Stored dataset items
******
use crate::{
    aabb::Aabb,
    codec::{ReadExt, WriteExt},
    render::ChunkRenderProxy,
    world::block::{self, BlockData, BlockValue, Rotation},
};
use nalgebra::{point, vector};
use std::{io, sync::Arc};

use super::ChunkPos;

pub const MAX_LOD_LEVELS: usize = 3;

/// Where a chunk sits in the re-mesh pipeline.
///
/// `Idle -> Pending` on edit or render-LOD change, `Pending -> InProgress`
/// when the mesher picks the chunk up. An edit that lands while a worker
/// holds the chunk's data moves to `InProgressWithChanges`, which re-enters
/// the queue once the stale result comes back.
#[derive(Copy, Clone, Debug, Eq, PartialEq, Hash, Default)]
pub enum MeshState {
    #[default]
    Idle,
    Pending,
    InProgress,
    InProgressWithChanges,
}

#[derive(Debug)]
pub struct Chunk {
    chunk_size: u32,
    lod_levels: u32,
    pos: ChunkPos,
    base_position: nalgebra::Point3<f32>,
    bounds: Aabb,

    /// Arrays for LOD l exist iff `loaded_lod <= l < lod_levels`. Cell order
    /// is `z * edge^2 + y * edge + x`.
    values: [Option<Box<[BlockValue]>>; MAX_LOD_LEVELS],
    data: [Option<Box<[BlockData]>>; MAX_LOD_LEVELS],

    loaded_lod: u32,
    render_lod: u32,
    mesh_state: MeshState,
    render_proxy: Option<Arc<ChunkRenderProxy>>,
}

impl Chunk {
    /// A chunk starts with no resident LOD arrays; `allocate_all` or
    /// `load_lod_from` bring data in.
    pub fn new(chunk_size: u32, lod_levels: u32, pos: ChunkPos) -> Self {
        debug_assert!(lod_levels as usize <= MAX_LOD_LEVELS);
        let base_position = point![
            (pos.x * chunk_size as i32) as f32,
            (pos.y * chunk_size as i32) as f32,
            (pos.z * chunk_size as i32) as f32
        ];
        let extent = chunk_size as f32;
        Self {
            chunk_size,
            lod_levels,
            pos,
            base_position,
            bounds: Aabb::new(
                base_position,
                base_position + vector![extent, extent, extent],
            ),
            values: Default::default(),
            data: Default::default(),
            loaded_lod: lod_levels,
            render_lod: lod_levels,
            mesh_state: MeshState::Idle,
            render_proxy: None,
        }
    }

    pub fn pos(&self) -> ChunkPos {
        self.pos
    }

    pub fn chunk_size(&self) -> u32 {
        self.chunk_size
    }

    pub fn lod_levels(&self) -> u32 {
        self.lod_levels
    }

    pub fn base_position(&self) -> nalgebra::Point3<f32> {
        self.base_position
    }

    pub fn bounds(&self) -> Aabb {
        self.bounds
    }

    #[inline(always)]
    pub fn edge(&self, lod: u32) -> u32 {
        self.chunk_size >> lod
    }

    #[inline(always)]
    fn cell_count(&self, lod: u32) -> usize {
        let edge = self.edge(lod) as usize;
        edge * edge * edge
    }

    #[inline(always)]
    fn index(&self, lod: u32, x: u32, y: u32, z: u32) -> usize {
        let edge = self.edge(lod);
        debug_assert!(x < edge && y < edge && z < edge);
        (z as usize * edge as usize + y as usize) * edge as usize + x as usize
    }

    pub fn loaded_lod(&self) -> u32 {
        self.loaded_lod
    }

    pub fn is_lod_loaded(&self, lod: u32) -> bool {
        lod < self.lod_levels && self.values[lod as usize].is_some()
    }

    pub fn render_lod(&self) -> u32 {
        self.render_lod
    }

    pub fn set_render_lod(&mut self, lod: u32) {
        self.render_lod = lod;
    }

    pub fn values(&self, lod: u32) -> Option<&[BlockValue]> {
        self.values[lod as usize].as_deref()
    }

    pub fn data(&self, lod: u32) -> Option<&[BlockData]> {
        self.data[lod as usize].as_deref()
    }

    /// Allocates zeroed arrays for every LOD level. The chunk is editable
    /// afterwards.
    pub fn allocate_all(&mut self) {
        for lod in 0..self.lod_levels {
            let count = self.cell_count(lod);
            self.values[lod as usize] = Some(vec![block::AIR; count].into_boxed_slice());
            self.data[lod as usize] = Some(vec![0; count].into_boxed_slice());
        }
        self.loaded_lod = 0;
    }

    #[inline(always)]
    pub fn block(&self, lod: u32, x: u32, y: u32, z: u32) -> BlockValue {
        let index = self.index(lod, x, y, z);
        self.values[lod as usize].as_ref().expect("block LOD not resident")[index]
    }

    #[inline(always)]
    pub fn set_block(&mut self, lod: u32, x: u32, y: u32, z: u32, value: BlockValue) {
        let index = self.index(lod, x, y, z);
        self.values[lod as usize].as_mut().expect("block LOD not resident")[index] = value;
    }

    #[inline(always)]
    pub fn block_data(&self, lod: u32, x: u32, y: u32, z: u32) -> BlockData {
        let index = self.index(lod, x, y, z);
        self.data[lod as usize].as_ref().expect("block LOD not resident")[index]
    }

    #[inline(always)]
    pub fn set_block_data(&mut self, lod: u32, x: u32, y: u32, z: u32, data: BlockData) {
        let index = self.index(lod, x, y, z);
        self.data[lod as usize].as_mut().expect("block LOD not resident")[index] = data;
    }

    pub fn light(&self, lod: u32, x: u32, y: u32, z: u32) -> u8 {
        block::light_level(self.block_data(lod, x, y, z))
    }

    pub fn set_light(&mut self, lod: u32, x: u32, y: u32, z: u32, light: u8) {
        let data = self.block_data(lod, x, y, z);
        self.set_block_data(lod, x, y, z, block::with_light_level(data, light));
    }

    pub fn rotation(&self, lod: u32, x: u32, y: u32, z: u32) -> Rotation {
        block::rotation(self.block_data(lod, x, y, z))
    }

    pub fn set_rotation(&mut self, lod: u32, x: u32, y: u32, z: u32, rotation: Rotation) {
        let data = self.block_data(lod, x, y, z);
        self.set_block_data(lod, x, y, z, block::with_rotation(data, rotation));
    }

    /// Refreshes every coarser LOD covering `(x, y, z)` at level `lod`. The
    /// representative of each 2x2x2 cell is the first non-air child in scan
    /// order (x fastest, then y, then z), which makes the down-sample
    /// deterministic and idempotent.
    pub fn update_lods(&mut self, lod: u32, x: u32, y: u32, z: u32) {
        if lod + 1 >= self.lod_levels {
            return;
        }

        let base = (x & !1, y & !1, z & !1);
        let mut value = self.block(lod, base.0, base.1, base.2);
        let mut data = self.block_data(lod, base.0, base.1, base.2);
        'scan: for dz in 0..2 {
            for dy in 0..2 {
                for dx in 0..2 {
                    let candidate = self.block(lod, base.0 + dx, base.1 + dy, base.2 + dz);
                    if candidate != block::AIR {
                        value = candidate;
                        data = self.block_data(lod, base.0 + dx, base.1 + dy, base.2 + dz);
                        break 'scan;
                    }
                }
            }
        }

        let next = (base.0 / 2, base.1 / 2, base.2 / 2);
        self.set_block(lod + 1, next.0, next.1, next.2, value);
        self.set_block_data(lod + 1, next.0, next.1, next.2, data);
        self.update_lods(lod + 1, next.0, next.1, next.2);
    }

    pub fn is_air_chunk(&self) -> bool {
        match self.values(0) {
            Some(values) => values.iter().all(|&value| value == block::AIR),
            None => false,
        }
    }

    /// Reads one LOD band: the value array then the data array, packed
    /// little-endian. Allocates the level if it was not resident.
    pub fn load_lod_from<R: io::Read>(&mut self, lod: u32, reader: &mut R) -> io::Result<()> {
        let count = self.cell_count(lod);
        let mut values = vec![block::AIR; count].into_boxed_slice();
        let mut data = vec![0u8; count].into_boxed_slice();
        reader.read_u16_slice_le(&mut values)?;
        reader.read_exact(&mut data)?;

        self.values[lod as usize] = Some(values);
        self.data[lod as usize] = Some(data);
        self.loaded_lod = self.loaded_lod.min(lod);
        Ok(())
    }

    pub fn save_lod_to<W: io::Write>(&self, lod: u32, writer: &mut W) -> io::Result<()> {
        let values = self.values[lod as usize]
            .as_deref()
            .ok_or_else(|| io::Error::new(io::ErrorKind::NotFound, "LOD not resident"))?;
        let data = self.data[lod as usize]
            .as_deref()
            .ok_or_else(|| io::Error::new(io::ErrorKind::NotFound, "LOD not resident"))?;
        writer.write_u16_slice_le(values)?;
        writer.write_all(data)?;
        Ok(())
    }

    /// Frees one LOD level and re-derives the loaded floor.
    pub fn unload_lod(&mut self, lod: u32) {
        self.values[lod as usize] = None;
        self.data[lod as usize] = None;

        if lod == self.loaded_lod {
            self.loaded_lod = (lod + 1..self.lod_levels)
                .find(|&level| self.values[level as usize].is_some())
                .unwrap_or(self.lod_levels);
        }
    }

    pub fn mesh_state(&self) -> MeshState {
        self.mesh_state
    }

    /// Flags the chunk for re-meshing. Returns true when this transition
    /// newly enqueued the chunk; edits racing a worker flip the state so the
    /// result gets rebuilt instead.
    pub fn mark_pending(&mut self) -> bool {
        match self.mesh_state {
            MeshState::Idle => {
                self.mesh_state = MeshState::Pending;
                true
            }
            MeshState::InProgress => {
                self.mesh_state = MeshState::InProgressWithChanges;
                false
            }
            MeshState::Pending | MeshState::InProgressWithChanges => false,
        }
    }

    pub fn begin_mesh(&mut self) {
        debug_assert_eq!(self.mesh_state, MeshState::Pending);
        self.mesh_state = MeshState::InProgress;
    }

    /// Returns true when the finished result is already stale and the chunk
    /// must be re-enqueued.
    pub fn finish_mesh(&mut self) -> bool {
        match self.mesh_state {
            MeshState::InProgressWithChanges => {
                self.mesh_state = MeshState::Pending;
                true
            }
            _ => {
                self.mesh_state = MeshState::Idle;
                false
            }
        }
    }

    pub fn render_proxy(&self) -> Option<&Arc<ChunkRenderProxy>> {
        self.render_proxy.as_ref()
    }

    pub fn set_render_proxy(&mut self, proxy: Option<Arc<ChunkRenderProxy>>) {
        self.render_proxy = proxy;
    }

    pub fn take_render_proxy(&mut self) -> Option<Arc<ChunkRenderProxy>> {
        self.render_proxy.take()
    }
}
******
Tell how many lines in the data hold the string "which", giving the number by itself.

2